Look for: Steps that don’t make sense from your customer’s perspective. Steps that are combined or eliminated compared to your funnel, as they may be superfluous. Upsells and cross-sells – additional revenue opportunities you could exploit. Content types, personalization features, and community features on competitors’ websites. Design elements on competitors pages, such as copy, number and placement of images, page structure, page length, the next step in the funnel, amount of calls to action, and types of call to action.

5. Create a Venn diagram to compare your unique value proposition to competitors', and how they relate to customer needs.

Use this Venn diagram from Chris Goward from WiderFunnel that covers three aspects: Points of Parity (POPs): Features that are important to your prospects and shared among you and your competitors. Points of Difference (PODs): Features that are important to your prospects and not available from competitors. Points of Irrelevance (POIs): Features that customers don’t care about.

6. Use your network to reach competitors' customers, and interview them about how satisfied they are with a competing product or service.

Ask your customers if they have had an experience with your competitors. Also, try “snowball recruiting” and ask every research participant whom they could introduce you to for subsequent interviews. Ask current customers to recommend their peers for the study. Ask competitors’ customers these questions: What caused you to start looking for a solution? What were your top five buying criteria, in order of importance? What were the main reasons you chose the company you did? NPS surveys can also come in handy. Ask: On a scale from 1 to 10, with 10 being Extremely likely, how likely are you to recommend the competitor’s product to a friend or a colleague? Please explain why you have chosen [number].

7. Run a competitive design analysis that looks at the navigation, number of steps in the funnel, and structure of focused landing pages on competitors' sites.

Look for common trends in visual design and copy. Analyze the story that competitors are telling with their landing pages, user experience, and social proofs. Find opportunities to improve on competitors’ efforts by making flows shorter or more logical, or providing a clearer and more concise value proposition.

8. Use a website traffic intelligence solution like SimilarWeb to conduct a quantitative competitive investigation, and pull out data like traffic volume, key traffic sources, organic and paid keywords.

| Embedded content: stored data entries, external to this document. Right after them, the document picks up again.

use serde::{Deserialize, Serialize};

use crate::constants::{
    ERR_ALL_FIELDS_REQUIRED, REDIRECT_REQUESTER, REDIRECT_VOLUNTEER, SESSION_TTL_SECS,
};
use crate::db::Store;
use crate::error::{AppError, Result};
use crate::models::request::present;
use crate::models::{NewUser, Role, User};
use crate::security::{
    hash_password, issue_session_token, verify_password, verify_session_token, PasswordCheck,
};

#[derive(Debug, Clone, Default, Deserialize)]
pub struct SignupForm {
    pub name: Option<String>,
    pub phone: Option<String>,
    pub email: Option<String>,
    #[serde(alias = "pass")]
    pub password: Option<String>,
}

#[derive(Debug, Clone, Default, Deserialize)]
pub struct LoginForm {
    pub email: Option<String>,
    #[serde(alias = "pass")]
    pub password: Option<String>,
}

#[derive(Debug, Clone, Serialize, PartialEq)]
pub struct LoginOutcome {
    pub user: User,
    pub redirect: &'static str,
    pub token: String,
}

/// Hash on the blocking pool
async fn hash_blocking(password: String) -> Result<String> {
    tokio::task::spawn_blocking(move || hash_password(&password))
        .await?
        .map_err(AppError::Internal)
}

/// Create a requester account with a salted password hash
pub async fn signup(store: &Store, form: SignupForm) -> Result<i64> {
    let (name, phone, email, password) = match (
        present(form.name),
        present(form.phone),
        present(form.email),
        form.password.filter(|p| !p.is_empty()),
    ) {
        (Some(n), Some(p), Some(e), Some(pw)) => (n, p, e, pw),
        _ => return Err(AppError::Validation(ERR_ALL_FIELDS_REQUIRED.to_string())),
    };

    if !User::validate_email(&email) {
        return Err(AppError::Validation("Invalid email address".to_string()));
    }

    let password_hash = hash_blocking(password).await?;

    let id = store
        .insert_user(&NewUser {
            name,
            phone,
            email,
            password_hash,
            role: Role::Requester,
        })
        .await?;

    tracing::info!("New user registered: {}", id);
    Ok(id)
}

/// Check credentials and issue a session token
///
/// A legacy plaintext password that matches is rehashed in place.
pub async fn login(store: &Store, secret: &str, form: LoginForm) -> Result<LoginOutcome> {
    let (email, password) = match (present(form.email), form.password.filter(|p| !p.is_empty())) {
        (Some(e), Some(p)) => (e, p),
        _ => return Err(AppError::Validation(ERR_ALL_FIELDS_REQUIRED.to_string())),
    };

    let record = store
        .find_user_by_email(&email)
        .await?
        .ok_or(AppError::InvalidCredentials)?;

    let stored = record.password.clone();
    let candidate = password.clone();
    let check = tokio::task::spawn_blocking(move || verify_password(&stored, &candidate)).await?;

    match check {
        PasswordCheck::Invalid => {
            tracing::warn!("Failed login for user {}", record.id);
            return Err(AppError::InvalidCredentials);
        }
        PasswordCheck::ValidLegacy => {
            tracing::info!("Upgrading plaintext password for user {}", record.id);
            let hash = hash_blocking(password).await?;
            store.update_password_hash(record.id, &hash).await?;
        }
        PasswordCheck::Valid => {}
    }

    let token = issue_session_token(record.id, record.role, secret, SESSION_TTL_SECS)
        .ok_or_else(|| AppError::Internal("session token signing failed".to_string()))?;

    let redirect = match record.role {
        Role::Volunteer => REDIRECT_VOLUNTEER,
        Role::Requester => REDIRECT_REQUESTER,
    };

    Ok(LoginOutcome {
        user: User::from(record),
        redirect,
        token,
    })
}

/// Resolve a bearer token to its user
pub async fn current_user(store: &Store, secret: &str, token: &str) -> Result<User> {
    let session = verify_session_token(token, secret).ok_or(AppError::Unauthorized)?;

    let record = store
        .find_user_by_id(session.user_id)
        .await?
        .ok_or(AppError::Unauthorized)?;

    if record.role != session.role {
        return Err(AppError::Unauthorized);
    }

    Ok(User::from(record))
}

/// Make sure the configured volunteer/NGO account exists
///
/// An existing account with that email is left untouched.
pub async fn ensure_volunteer_account(store: &Store, email: &str, password: &str) -> Result<()> {
    if store.find_user_by_email(email).await?.is_some() {
        tracing::debug!("Volunteer account already present");
        return Ok(());
    }

    let password_hash = hash_blocking(password.to_string()).await?;
    store
        .insert_user(&NewUser {
            name: "Volunteer/NGO".to_string(),
            phone: String::new(),
            email: email.to_string(),
            password_hash,
            role: Role::Volunteer,
        })
        .await?;

    tracing::info!("Volunteer account created for {}", email);
    Ok(())
}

SEMrush allows you to find your competitors’ best-performing keywords and get insights into your competitors’ display advertising, organic and paid search, and link building strategies. Spyfu and iSpionage allow you to download your competitors’ most profitable keywords. Look at your competitors’ keywords and how their page ranks by authority. This will inform you if it’s even realistic to try to rank or bid on a specific keyword, or whether you need to look for alternative keyword opportunities. Dig for very specific search terms that can bring unique visits and increase your conversion rates. Craft irresistible copy variations for keywords you want to rank for. Use the research to find useful sites to earn backlinks from.

9. Use BuiltWith to do a functional investigation of your competitors' websites and find out exactly what software they use. Prioritize software and competitors' ideas to test.

Install the Ghostery extension in your browser. It examines the tags that live on a website to give you insight into the tools they’re using. Score your competitors on a scale from Rookie to MVP. Rookies have no analytics or experimentation tools on the site. MVPs have a full suite of analytics, UX tools, and A/B-testing solutions. Give a company 1 point for an analytics package, usually Google Analytics. Add 1 point for tag management, usually Google Tag Manager. Add 2 points for UX tools like heat-map and session-recording tools or survey and feedback tools. Add 5 points for A/B testing tools. If they’re using these tools, they’re using some of the most reliable data available. If your competitor scores 7–9 points, test ideas you find on their site first. If your competitor scores 3–6 points, test their ideas second. Anything below 3 points, consider their ideas with great skepticism.